Add SpamAssassin filter to mail pipeline

Bug #266588 reported by James Henstridge
6
Affects Status Importance Assigned to Milestone
GNU Mailman
Confirmed
Low
Unassigned

Bug Description

This filter adds support for discarding or holding spam
sent to the mailing list. It contacts a spamd daemon
(from SpamAssassin -- http://spamassassin.taint.org) to
score the message.

If the score is above a certain threshold (default 10),
the message is discarded and an entry is written to the
vette log.

If the score is above another lower threshold (default
5), the message is held for moderation.

The SpamAssassin.py file should be installed in
Mailman/Handlers/. The LIST_PIPELINE variable in
Mailman/Handlers/HandlerAPI.py should be modified to
include a 'SpamAssassin' item (I put it just after the
existing 'SpamDetect' item).

To change the defaults, the following can be added to
the mm_cfg.py file:
  SPAMASSASSIN_HOST = 'host:port' # how to contact SA
  SPAMASSASSIN_DISCARD_SCORE = 10
  SPAMASSASSIN_HOLD_SCORE = 5

If you don't want to discard messages, then
DISCARD_SCORE can be set to something very high (1000
should do it).

It looks the MM2.1 filter APIs have changed a bit, so
this filter will need some modifications to work with
that version. When I get round to upgrading, I might
look into updating it.

[http://sourceforge.net/tracker/index.php?func=detail&aid=534577&group_id=103&atid=300103]

Revision history for this message
James Henstridge (jamesh) wrote :
Revision history for this message
James Henstridge (jamesh) wrote :

There is a fairly easy optimisation for this filter that I
missed when writing it. It calls str() on the message
object twice. It would be quicker to call str() on the
message once.

Revision history for this message
James Henstridge (jamesh) wrote :

Just attached my updated version of the patch. This version
requires SpamAssassin 2.20 (for the extra commands that the
spamd daemon understands). It now displays a list of which
rules were triggered for held messages, and can give
messages from list members a bonus (defaults to 2), so that
they are less likely to get held as spam.
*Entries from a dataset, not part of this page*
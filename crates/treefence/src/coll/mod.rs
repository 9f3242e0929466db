// SPDX-License-Identifier: Apache-2.0 OR MIT
// Copyright (c) 2025-2026 naskel.com

//! Tree collectives.
//!
//! - [`types`]: participants and collective keys
//! - [`topology`]: k-ary tree placement of the participating hosts
//! - [`buffer`]: contribution buffers with a reserved header region
//! - [`state`]: the pure fence state machine
//! - [`tree`]: lock + action execution around one state machine
//! - [`registry`]: instances keyed by participant set

pub mod buffer;
pub mod registry;
pub mod state;
pub mod topology;
pub mod tree;
pub mod types;

pub use buffer::{decode_preamble, encode_preamble, ContributionBuffer};
pub use registry::CollectiveRegistry;
pub use state::{
    Action, CollSnapshot, CollState, ContribStatus, FenceCallback, Phase, SendState,
};
pub use topology::{TreePosition, TreeTopology};
pub use tree::TreeCollective;
pub use types::{CollKey, CollType, ParticipantSet, ProcId, RANK_WILDCARD};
Revision history for this message
James Henstridge (jamesh) wrote :

This version is essentially the same as the previous
version, but adds compatibility with python > 1.5.2, which
doesn't like you passing two arguments to socket.connect().

Revision history for this message
Jafo-users (jafo-users) wrote :

FYI: I've been running the 2002-05-14 version of this patch
with spamassassin 2.20 for the last day on our main mailman
box and it seems to be working great.

Revision history for this message
James Henstridge (jamesh) wrote :

Yet another version. There were some bugs in handling of
certain error conditions when talking to spamd. These would
result in exceptions and the messages staying in the
delivery queue :(

With the new version, the message will be passed through
unchecked under these conditions, and a message will be
added to the error log.

Revision history for this message
Jafo-users (jafo-users) wrote :

FYI, I ran the previous version since installation and it
seemed to work fine. I didn't run into any problems, with
probably 500 messages handled. I've updated to the new
version and it seems ok so far, but I've only sent about 10
messages through.

Sean

Revision history for this message
James Henstridge (jamesh) wrote :

The Mailman installation on mail.gnome.org also uses this
filter. I don't think there are any stability problems with
the filter.

Revision history for this message
James Henstridge (jamesh) wrote :

Yet another new version that fixes a small typo. With
previous messages, you couldn't approve messages that had
been identified as spam once (they would get identified
again when the queue got processed, instead of passing the
message through).

Revision history for this message
James Henstridge (jamesh) wrote :

remembering to check the "upload file" checkbox this time ...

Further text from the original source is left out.